The nine-day student sit-in at Howard University came to an end Friday after trustees and the administration agreed to give them a greater voice in university decisions.
The board of trustees released a statement of commitments addressing issues raised by students with the group HU Resist. Students left the administration building at the Washington, D.C., campus, and a university news release said regular office hours will resume Monday.
"This is a long time coming," said Alexis McKenney, lead organizer of HU Resist, adding that student activists had been organizing since last February, when the organization was founded. "Today's a historic moment; this is the longest standing occupation of a building in Howard's history."

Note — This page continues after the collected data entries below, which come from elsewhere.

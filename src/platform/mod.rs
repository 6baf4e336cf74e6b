//! Chat-platform boundary
//!
//! The reconciler only sees the platform through [`ChatPlatform`]. Connection,
//! gateway events and caching belong to the client behind it; the in-memory
//! implementation backs tests and snapshot-driven runs.

pub mod memory;
pub mod snapshot;

pub use memory::{InMemoryPlatform, MutationKind, RoleMutation};
pub use snapshot::{CommunitySnapshot, MemberSnapshot, PlatformSnapshot};

use async_trait::async_trait;

use crate::error::Result;
use crate::types::{CommunityId, Member, MemberId, Role, RoleId};

/// Operations consumed from the chat-platform client
///
/// Grant and revoke are idempotent: granting a held role or revoking a missing
/// one is a no-op. Both may fail transiently (permissions, rate limits).
#[async_trait]
pub trait ChatPlatform: Send + Sync {
    /// Communities the bot is part of
    async fn communities(&self) -> Result<Vec<CommunityId>>;

    /// Live state of every member of a community
    async fn members(&self, community: CommunityId) -> Result<Vec<Member>>;

    /// Live state of one member
    async fn member(&self, community: CommunityId, member: MemberId) -> Result<Member>;

    /// Resolve a role id; `None` if the role was deleted
    async fn role(&self, community: CommunityId, role: RoleId) -> Result<Option<Role>>;

    /// Add a role to a member
    async fn grant_role(&self, community: CommunityId, member: MemberId, role: RoleId) -> Result<()>;

    /// Remove a role from a member
    async fn revoke_role(&self, community: CommunityId, member: MemberId, role: RoleId) -> Result<()>;
}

The board agreed Saturday to the students' first demand: to "provide adequate housing for all students under the age of 21 and extend the fall 2018 housing deposit deadline to May 1."

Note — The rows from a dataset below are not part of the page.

//! Configuration system for presence-roles
//!
//! Supports multiple configuration sources with the following precedence (highest to lowest):
//! 1. Environment variables (PRESENCE_ROLES_* prefix)
//! 2. Configuration file (TOML)
//! 3. Default values

use std::fs;
use std::path::{Path, PathBuf};
use std::time::Duration;

use serde::{Deserialize, Serialize};
use tracing::{debug, info};

use crate::apps::RetentionPolicy;
use crate::error::{Error, Result};
use crate::types::ApplicationId;

/// Main bot configuration
#[derive(Debug, Clone, Default, Serialize, Deserialize)]
#[serde(default)]
pub struct BotConfig {
    /// Companion application feed
    pub feed: FeedSettings,

    /// Control loop timing
    pub sync: SyncSettings,

    /// Data file paths
    pub storage: StorageSettings,

    /// Logging configuration
    pub logging: LoggingSettings,
}

/// Companion application feed settings
#[derive(Debug, Clone, Serialize, Deserialize)]
#[serde(default)]
pub struct FeedSettings {
    /// URL of the players document
    pub url: String,

    /// Request timeout in seconds
    pub timeout_secs: u64,

    /// Application id of the music companion app (always recognized)
    pub music_app_id: String,

    /// Application id of the podcast companion app (always recognized)
    pub podcast_app_id: String,
}

/// Control loop settings
#[derive(Debug, Clone, Serialize, Deserialize)]
#[serde(default)]
pub struct SyncSettings {
    /// Seconds between two refresh-and-reconcile passes
    pub interval_secs: u64,

    /// Minimum seconds between two timestamp writes of a learned application
    pub min_retention_update_interval_secs: u64,

    /// Seconds after which an unobserved learned application is forgotten
    pub max_user_app_retention_secs: u64,

    /// Timeout for a single role grant or revoke
    pub mutation_timeout_secs: u64,

    /// Run a pass immediately instead of waiting one interval
    pub run_on_start: bool,
}

/// Storage path settings
#[derive(Debug, Clone, Serialize, Deserialize)]
#[serde(default)]
pub struct StorageSettings {
    /// JSON database holding mappings and application caches
    pub database: String,

    /// Platform snapshot the bot operates on
    pub snapshot: String,
}

/// Logging settings
#[derive(Debug, Clone, Serialize, Deserialize)]
#[serde(default)]
pub struct LoggingSettings {
    /// Log level: trace, debug, info, warn, error
    pub level: String,

    /// Log file path (empty = no file logging)
    #[serde(skip_serializing_if = "Option::is_none")]
    pub file: Option<String>,

    /// Number of rotated log files to keep
    pub max_files: u32,

    /// Enable JSON formatted logging
    pub json_format: bool,
}

// Default implementations

impl Default for FeedSettings {
    fn default() -> Self {
        Self {
            url: "http://127.0.0.1:8080/players.json".to_string(),
            timeout_secs: 30,
            music_app_id: String::new(),
            podcast_app_id: String::new(),
        }
    }
}

impl Default for SyncSettings {
    fn default() -> Self {
        Self {
            interval_secs: 8 * 60 * 60,
            min_retention_update_interval_secs: 24 * 60 * 60,
            max_user_app_retention_secs: 30 * 24 * 60 * 60,
            mutation_timeout_secs: 15,
            run_on_start: true,
        }
    }
}

impl Default for StorageSettings {
    fn default() -> Self {
        Self {
            database: "~/.presence-roles/database.json".to_string(),
            snapshot: "~/.presence-roles/platform.json".to_string(),
        }
    }
}

impl Default for LoggingSettings {
    fn default() -> Self {
        Self {
            level: "info".to_string(),
            file: None,
            max_files: 5,
            json_format: false,
        }
    }
}

impl BotConfig {
    /// Load configuration from file with environment variable overrides
    pub fn load(config_path: Option<&str>) -> Result<Self> {
        let mut config = Self::default();

        // 1. Load from config file if it exists
        if let Some(path) = Self::find_config_file(config_path)? {
            debug!(path = %path.display(), "Loading configuration file");
            config = Self::from_file(&path)?;
            info!(path = %path.display(), "Configuration loaded from file");
        }

        // 2. Apply environment variable overrides
        config.apply_env_overrides();

        // 3. Expand paths
        config.expand_paths();

        // 4. Validate
        config.validate()?;

        Ok(config)
    }

    /// Parse a configuration file without overrides or validation
    pub fn from_file(path: &Path) -> Result<Self> {
        let content = fs::read_to_string(path).map_err(|e| {
            Error::config_parse(format!("Failed to read {}: {}", path.display(), e))
        })?;
        toml::from_str(&content).map_err(|e| Error::ConfigParse {
            message: format!("{}: {}", path.display(), e.message()),
            source: Some(e),
        })
    }

    /// Find the configuration file to use
    fn find_config_file(explicit_path: Option<&str>) -> Result<Option<PathBuf>> {
        // If explicit path provided, use it (error if not found)
        if let Some(path) = explicit_path {
            let path = PathBuf::from(expand_path(path));
            if path.exists() {
                return Ok(Some(path));
            }
            return Err(Error::ConfigNotFound { path });
        }

        let search_paths = [
            PathBuf::from("presence-roles.toml"),
            PathBuf::from("config.toml"),
            dirs::config_dir()
                .map(|p| p.join("presence-roles").join("config.toml"))
                .unwrap_or_default(),
            dirs::home_dir()
                .map(|p| p.join(".presence-roles").join("config.toml"))
                .unwrap_or_default(),
            PathBuf::from("/etc/presence-roles/config.toml"),
        ];

        for path in &search_paths {
            if !path.as_os_str().is_empty() && path.exists() {
                debug!(path = %path.display(), "Found configuration file");
                return Ok(Some(path.clone()));
            }
        }

        debug!("No configuration file found, using defaults");
        Ok(None)
    }

    /// Apply environment variable overrides
    fn apply_env_overrides(&mut self) {
        // Feed settings
        if let Ok(val) = std::env::var("PRESENCE_ROLES_FEED_URL") {
            self.feed.url = val;
        }
        if let Some(n) = env_parse("PRESENCE_ROLES_FEED_TIMEOUT_SECS") {
            self.feed.timeout_secs = n;
        }
        if let Ok(val) = std::env::var("PRESENCE_ROLES_MUSIC_APP_ID") {
            self.feed.music_app_id = val;
        }
        if let Ok(val) = std::env::var("PRESENCE_ROLES_PODCAST_APP_ID") {
            self.feed.podcast_app_id = val;
        }

        // Sync settings
        if let Some(n) = env_parse("PRESENCE_ROLES_SYNC_INTERVAL_SECS") {
            self.sync.interval_secs = n;
        }
        if let Some(n) = env_parse("PRESENCE_ROLES_MIN_RETENTION_UPDATE_INTERVAL_SECS") {
            self.sync.min_retention_update_interval_secs = n;
        }
        if let Some(n) = env_parse("PRESENCE_ROLES_MAX_USER_APP_RETENTION_SECS") {
            self.sync.max_user_app_retention_secs = n;
        }
        if let Some(n) = env_parse("PRESENCE_ROLES_MUTATION_TIMEOUT_SECS") {
            self.sync.mutation_timeout_secs = n;
        }
        if let Ok(val) = std::env::var("PRESENCE_ROLES_RUN_ON_START") {
            self.sync.run_on_start = env_flag(&val);
        }

        // Storage settings
        if let Ok(val) = std::env::var("PRESENCE_ROLES_DATABASE") {
            self.storage.database = val;
        }
        if let Ok(val) = std::env::var("PRESENCE_ROLES_SNAPSHOT") {
            self.storage.snapshot = val;
        }

        // Logging settings
        if let Ok(val) = std::env::var("PRESENCE_ROLES_LOG_LEVEL") {
            self.logging.level = val;
        }
        if let Ok(val) = std::env::var("PRESENCE_ROLES_LOG_FILE") {
            self.logging.file = Some(val);
        }
        if let Ok(val) = std::env::var("PRESENCE_ROLES_LOG_JSON") {
            self.logging.json_format = env_flag(&val);
        }
    }

    /// Expand ~ and other path variables
    fn expand_paths(&mut self) {
        self.storage.database = expand_path(&self.storage.database);
        self.storage.snapshot = expand_path(&self.storage.snapshot);

        if let Some(ref file) = self.logging.file {
            self.logging.file = Some(expand_path(file));
        }
    }

    /// Validate the configuration
    pub fn validate(&self) -> Result<()> {
        let feed_url = url::Url::parse(&self.feed.url).map_err(|e| {
            Error::config_field_invalid("feed.url", format!("Invalid feed URL '{}': {}", self.feed.url, e))
        })?;
        if !matches!(feed_url.scheme(), "http" | "https") {
            return Err(Error::config_field_invalid(
                "feed.url",
                "Feed URL must start with http:// or https://",
            ));
        }

        let positive = [
            ("feed.timeout_secs", self.feed.timeout_secs),
            ("sync.interval_secs", self.sync.interval_secs),
            ("sync.min_retention_update_interval_secs", self.sync.min_retention_update_interval_secs),
            ("sync.max_user_app_retention_secs", self.sync.max_user_app_retention_secs),
            ("sync.mutation_timeout_secs", self.sync.mutation_timeout_secs),
        ];
        for (field, value) in positive {
            if value == 0 {
                return Err(Error::config_field_invalid(field, format!("{} must be greater than 0", field)));
            }
        }

        if self.sync.min_retention_update_interval_secs >= self.sync.max_user_app_retention_secs {
            return Err(Error::config_field_invalid(
                "sync.min_retention_update_interval_secs",
                "min_retention_update_interval_secs must be smaller than max_user_app_retention_secs",
            ));
        }

        if self.storage.database.trim().is_empty() {
            return Err(Error::config_field_invalid(
                "storage.database",
                "Database path cannot be empty",
            ));
        }

        // Validate log level
        let valid_levels = ["trace", "debug", "info", "warn", "error"];
        if !valid_levels.contains(&self.logging.level.to_lowercase().as_str()) {
            return Err(Error::config_field_invalid(
                "logging.level",
                format!(
                    "Invalid log level '{}'. Must be one of: {}",
                    self.logging.level,
                    valid_levels.join(", ")
                ),
            ));
        }

        let builtin = [
            ("feed.music_app_id", &self.feed.music_app_id),
            ("feed.podcast_app_id", &self.feed.podcast_app_id),
        ];
        for (field, id) in builtin {
            if id.trim().is_empty() {
                return Err(Error::config_field_invalid(
                    field,
                    format!("{} must be set to the companion application id", field),
                ));
            }
        }

        Ok(())
    }

    /// Application ids recognized regardless of the feed
    pub fn builtin_applications(&self) -> Vec<ApplicationId> {
        [&self.feed.music_app_id, &self.feed.podcast_app_id]
            .into_iter()
            .map(|id| ApplicationId::new(id.trim()))
            .collect()
    }

    pub fn retention_policy(&self) -> RetentionPolicy {
        RetentionPolicy {
            min_update_interval: Duration::from_secs(self.sync.min_retention_update_interval_secs),
            max_retention: Duration::from_secs(self.sync.max_user_app_retention_secs),
        }
    }

    pub fn sync_interval(&self) -> Duration {
        Duration::from_secs(self.sync.interval_secs)
    }

    pub fn mutation_timeout(&self) -> Duration {
        Duration::from_secs(self.sync.mutation_timeout_secs)
    }

    pub fn feed_timeout(&self) -> Duration {
        Duration::from_secs(self.feed.timeout_secs)
    }

    pub fn database_path(&self) -> PathBuf {
        PathBuf::from(&self.storage.database)
    }

    pub fn snapshot_path(&self) -> PathBuf {
        PathBuf::from(&self.storage.snapshot)
    }
}

fn env_parse<T: std::str::FromStr>(name: &str) -> Option<T> {
    std::env::var(name).ok()?.trim().parse().ok()
}

fn env_flag(val: &str) -> bool {
    val.to_lowercase() == "true" || val == "1"
}

/// Expand ~ and environment variables in paths
fn expand_path(path: &str) -> String {
    shellexpand::full(path)
        .unwrap_or(std::borrow::Cow::Borrowed(path))
        .into_owned()
}

/// Initialize a new configuration file
pub fn init_config(path: Option<&str>, force: bool) -> Result<PathBuf> {
    let config_path = path
        .map(|p| PathBuf::from(expand_path(p)))
        .unwrap_or_else(|| {
            dirs::home_dir()
                .unwrap_or_else(|| PathBuf::from("."))
                .join(".presence-roles")
                .join("config.toml")
        });

    if config_path.exists() && !force {
        return Err(Error::Config(format!(
            "Configuration file already exists: {}. Use --force to overwrite.",
            config_path.display()
        )));
    }

    if let Some(parent) = config_path.parent() {
        fs::create_dir_all(parent)
            .map_err(|e| Error::Config(format!("Failed to create config directory: {}", e)))?;
    }

    fs::write(&config_path, generate_default_config())
        .map_err(|e| Error::Config(format!("Failed to write config file: {}", e)))?;

    info!(path = %config_path.display(), "Configuration file created");
    Ok(config_path)
}

/// Generate default configuration content with comments
fn generate_default_config() -> String {
    r#"# presence-roles configuration

[feed]
# Players document listing companion applications
url = "http://127.0.0.1:8080/players.json"

# Request timeout in seconds
timeout_secs = 30

# Companion app ids that are always recognized (required)
music_app_id = ""
podcast_app_id = ""

[sync]
# Seconds between refresh-and-reconcile passes (8 hours)
interval_secs = 28800

# Minimum seconds between timestamp writes of a learned application (1 day)
min_retention_update_interval_secs = 86400

# Forget learned applications not seen for this long (30 days)
max_user_app_retention_secs = 2592000

# Timeout for a single role grant or revoke
mutation_timeout_secs = 15

# Run a pass right away instead of waiting one interval
run_on_start = true

[storage]
# Database with role mappings and application caches
database = "~/.presence-roles/database.json"

# Platform snapshot file
snapshot = "~/.presence-roles/platform.json"

[logging]
# Log level: trace, debug, info, warn, error
level = "info"

# Log file path (comment out to disable file logging)
# file = "~/.presence-roles/logs/presence-roles.log"

# Number of rotated log files to keep
max_files = 5

# Enable JSON formatted logging
json_format = false
"#
    .to_string()
}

The administration said Friday that task forces co-chaired by students will be made to address and review policies on public safety, sexual harassment and assault, mental health and grievance mechanisms. Students will now be able to select a graduate representative who will report to the vice president of student affairs.
The school also said it would work to keep tuition affordable.
The occupation of the administration building began March 29, days after it was revealed that an outside auditor had determined that university employees misappropriated financial aid money from 2007 to 2016.
Howard President Wayne A.I. Frederick congratulated students at the historically black college, saying they made sure their issues were heard.
"I appreciate what they have done to bring this community together," Frederick said. "There's no university without its students and the students must be the primary focus of the university."
HU Resist said in a tweet that the group no longer looking for the resignation of the president.